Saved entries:
::::

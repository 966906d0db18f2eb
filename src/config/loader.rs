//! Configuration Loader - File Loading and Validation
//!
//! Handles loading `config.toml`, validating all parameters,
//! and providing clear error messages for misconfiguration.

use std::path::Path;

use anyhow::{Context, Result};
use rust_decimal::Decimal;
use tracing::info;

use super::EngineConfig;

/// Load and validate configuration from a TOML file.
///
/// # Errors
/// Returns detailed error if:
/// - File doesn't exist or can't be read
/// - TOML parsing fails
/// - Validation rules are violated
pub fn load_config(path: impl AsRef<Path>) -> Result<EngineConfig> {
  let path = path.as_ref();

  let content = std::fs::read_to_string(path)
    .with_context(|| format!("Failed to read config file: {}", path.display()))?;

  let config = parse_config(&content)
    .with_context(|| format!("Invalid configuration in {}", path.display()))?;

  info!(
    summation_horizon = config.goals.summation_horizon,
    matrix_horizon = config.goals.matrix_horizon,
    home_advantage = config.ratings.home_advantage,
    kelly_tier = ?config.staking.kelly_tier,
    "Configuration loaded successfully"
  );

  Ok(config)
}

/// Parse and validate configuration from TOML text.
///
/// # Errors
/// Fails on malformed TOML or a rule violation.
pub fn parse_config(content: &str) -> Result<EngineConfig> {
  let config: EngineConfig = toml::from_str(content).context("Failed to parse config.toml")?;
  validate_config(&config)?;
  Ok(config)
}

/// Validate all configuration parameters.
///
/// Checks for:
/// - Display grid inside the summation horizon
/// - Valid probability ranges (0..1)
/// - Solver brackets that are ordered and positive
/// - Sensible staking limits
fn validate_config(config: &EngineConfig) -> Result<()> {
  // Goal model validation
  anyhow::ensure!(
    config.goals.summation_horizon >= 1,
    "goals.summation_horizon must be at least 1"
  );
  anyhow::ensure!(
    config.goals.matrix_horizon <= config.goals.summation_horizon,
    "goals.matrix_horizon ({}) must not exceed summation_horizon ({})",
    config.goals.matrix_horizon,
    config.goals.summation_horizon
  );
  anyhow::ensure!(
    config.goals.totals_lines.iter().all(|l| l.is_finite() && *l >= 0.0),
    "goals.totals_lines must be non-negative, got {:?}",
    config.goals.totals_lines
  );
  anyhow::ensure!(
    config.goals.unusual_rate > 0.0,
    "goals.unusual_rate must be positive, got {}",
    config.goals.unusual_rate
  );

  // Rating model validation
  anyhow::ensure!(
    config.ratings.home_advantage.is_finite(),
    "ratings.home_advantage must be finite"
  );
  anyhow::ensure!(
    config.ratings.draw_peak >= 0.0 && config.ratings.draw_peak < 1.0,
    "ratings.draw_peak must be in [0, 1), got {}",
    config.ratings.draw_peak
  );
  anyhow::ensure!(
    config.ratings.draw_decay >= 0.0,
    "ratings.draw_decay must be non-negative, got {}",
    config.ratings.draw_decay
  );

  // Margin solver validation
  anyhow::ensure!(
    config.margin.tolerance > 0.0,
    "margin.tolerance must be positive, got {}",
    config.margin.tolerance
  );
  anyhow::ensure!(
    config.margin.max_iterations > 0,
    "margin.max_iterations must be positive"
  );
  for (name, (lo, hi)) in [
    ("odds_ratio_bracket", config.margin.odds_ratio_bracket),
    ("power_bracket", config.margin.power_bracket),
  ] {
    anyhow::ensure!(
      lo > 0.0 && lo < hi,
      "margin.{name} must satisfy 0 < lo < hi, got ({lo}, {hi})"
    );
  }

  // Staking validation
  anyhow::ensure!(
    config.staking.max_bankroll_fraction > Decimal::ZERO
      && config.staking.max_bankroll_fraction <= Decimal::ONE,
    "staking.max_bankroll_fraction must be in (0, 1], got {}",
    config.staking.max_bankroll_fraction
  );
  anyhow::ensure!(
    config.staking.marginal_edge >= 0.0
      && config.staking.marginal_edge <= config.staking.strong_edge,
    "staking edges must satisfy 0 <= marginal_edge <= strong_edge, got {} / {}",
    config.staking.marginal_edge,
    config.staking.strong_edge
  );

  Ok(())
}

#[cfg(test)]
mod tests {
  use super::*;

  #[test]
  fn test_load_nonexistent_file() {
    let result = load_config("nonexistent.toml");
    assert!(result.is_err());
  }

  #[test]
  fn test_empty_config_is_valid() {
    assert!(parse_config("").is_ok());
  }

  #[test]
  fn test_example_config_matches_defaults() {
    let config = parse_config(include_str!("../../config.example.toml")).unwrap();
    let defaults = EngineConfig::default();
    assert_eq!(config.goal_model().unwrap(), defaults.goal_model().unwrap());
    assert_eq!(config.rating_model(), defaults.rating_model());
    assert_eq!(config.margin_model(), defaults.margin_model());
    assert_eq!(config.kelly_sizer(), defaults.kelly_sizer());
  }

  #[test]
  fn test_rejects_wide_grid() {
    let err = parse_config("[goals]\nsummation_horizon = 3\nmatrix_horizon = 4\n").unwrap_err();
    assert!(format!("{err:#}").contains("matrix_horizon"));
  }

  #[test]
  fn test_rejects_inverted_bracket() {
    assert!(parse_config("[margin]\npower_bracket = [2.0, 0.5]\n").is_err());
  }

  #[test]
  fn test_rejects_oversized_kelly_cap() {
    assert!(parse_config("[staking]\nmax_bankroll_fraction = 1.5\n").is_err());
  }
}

::::

> **Try it**
Each record must be repeated exactly as it appears above.

> **Written answer**
repository 966906d0db18f2eb
filename src/config/loader.rs
//! Configuration Loader - File Loading and Validation
//!
//! Handles loading `config.toml`, validating all parameters,
//! and providing clear error messages for misconfiguration.

use std::path::Path;

use anyhow::{Context, Result};
use rust_decimal::Decimal;
use tracing::info;

use super::EngineConfig;

/// Load and validate configuration from a TOML file.
///
/// # Errors
/// Returns detailed error if:
/// - File doesn't exist or can't be read
/// - TOML parsing fails
/// - Validation rules are violated
pub fn load_config(path: impl AsRef<Path>) -> Result<EngineConfig> {
  let path = path.as_ref();

  let content = std::fs::read_to_string(path)
    .with_context(|| format!("Failed to read config file: {}", path.display()))?;

  let config = parse_config(&content)
    .with_context(|| format!("Invalid configuration in {}", path.display()))?;

  info!(
    summation_horizon = config.goals.summation_horizon,
    matrix_horizon = config.goals.matrix_horizon,
    home_advantage = config.ratings.home_advantage,
    kelly_tier = ?config.staking.kelly_tier,
    "Configuration loaded successfully"
  );

  Ok(config)
}

/// Parse and validate configuration from TOML text.
///
/// # Errors
/// Fails on malformed TOML or a rule violation.
pub fn parse_config(content: &str) -> Result<EngineConfig> {
  let config: EngineConfig = toml::from_str(content).context("Failed to parse config.toml")?;
  validate_config(&config)?;
  Ok(config)
}

/// Validate all configuration parameters.
///
/// Checks for:
/// - Display grid inside the summation horizon
/// - Valid probability ranges (0..1)
/// - Solver brackets that are ordered and positive
/// - Sensible staking limits
fn validate_config(config: &EngineConfig) -> Result<()> {
  // Goal model validation
  anyhow::ensure!(
    config.goals.summation_horizon >= 1,
    "goals.summation_horizon must be at least 1"
  );
  anyhow::ensure!(
    config.goals.matrix_horizon <= config.goals.summation_horizon,
    "goals.matrix_horizon ({}) must not exceed summation_horizon ({})",
    config.goals.matrix_horizon,
    config.goals.summation_horizon
  );
  anyhow::ensure!(
    config.goals.totals_lines.iter().all(|l| l.is_finite() && *l >= 0.0),
    "goals.totals_lines must be non-negative, got {:?}",
    config.goals.totals_lines
  );
  anyhow::ensure!(
    config.goals.unusual_rate > 0.0,
    "goals.unusual_rate must be positive, got {}",
    config.goals.unusual_rate
  );

  // Rating model validation
  anyhow::ensure!(
    config.ratings.home_advantage.is_finite(),
    "ratings.home_advantage must be finite"
  );
  anyhow::ensure!(
    config.ratings.draw_peak >= 0.0 && config.ratings.draw_peak < 1.0,
    "ratings.draw_peak must be in [0, 1), got {}",
    config.ratings.draw_peak
  );
  anyhow::ensure!(
    config.ratings.draw_decay >= 0.0,
    "ratings.draw_decay must be non-negative, got {}",
    config.ratings.draw_decay
  );

  // Margin solver validation
  anyhow::ensure!(
    config.margin.tolerance > 0.0,
    "margin.tolerance must be positive, got {}",
    config.margin.tolerance
  );
  anyhow::ensure!(
    config.margin.max_iterations > 0,
    "margin.max_iterations must be positive"
  );
  for (name, (lo, hi)) in [
    ("odds_ratio_bracket", config.margin.odds_ratio_bracket),
    ("power_bracket", config.margin.power_bracket),
  ] {
    anyhow::ensure!(
      lo > 0.0 && lo < hi,
      "margin.{name} must satisfy 0 < lo < hi, got ({lo}, {hi})"
    );
  }

  // Staking validation
  anyhow::ensure!(
    config.staking.max_bankroll_fraction > Decimal::ZERO
      && config.staking.max_bankroll_fraction <= Decimal::ONE,
    "staking.max_bankroll_fraction must be in (0, 1], got {}",
    config.staking.max_bankroll_fraction
  );
  anyhow::ensure!(
    config.staking.marginal_edge >= 0.0
      && config.staking.marginal_edge <= config.staking.strong_edge,
    "staking edges must satisfy 0 <= marginal_edge <= strong_edge, got {} / {}",
    config.staking.marginal_edge,
    config.staking.strong_edge
  );

  Ok(())
}

#[cfg(test)]
mod tests {
  use super::*;

  #[test]
  fn test_load_nonexistent_file() {
    let result = load_config("nonexistent.toml");
    assert!(result.is_err());
  }

  #[test]
  fn test_empty_config_is_valid() {
    assert!(parse_config("").is_ok());
  }

  #[test]
  fn test_example_config_matches_defaults() {
    let config = parse_config(include_str!("../../config.example.toml")).unwrap();
    let defaults = EngineConfig::default();
    assert_eq!(config.goal_model().unwrap(), defaults.goal_model().unwrap());
    assert_eq!(config.rating_model(), defaults.rating_model());
    assert_eq!(config.margin_model(), defaults.margin_model());
    assert_eq!(config.kelly_sizer(), defaults.kelly_sizer());
  }

  #[test]
  fn test_rejects_wide_grid() {
    let err = parse_config("[goals]\nsummation_horizon = 3\nmatrix_horizon = 4\n").unwrap_err();
    assert!(format!("{err:#}").contains("matrix_horizon"));
  }

  #[test]
  fn test_rejects_inverted_bracket() {
    assert!(parse_config("[margin]\npower_bracket = [2.0, 0.5]\n").is_err());
  }

  #[test]
  fn test_rejects_oversized_kelly_cap() {
    assert!(parse_config("[staking]\nmax_bankroll_fraction = 1.5\n").is_err());
  }
}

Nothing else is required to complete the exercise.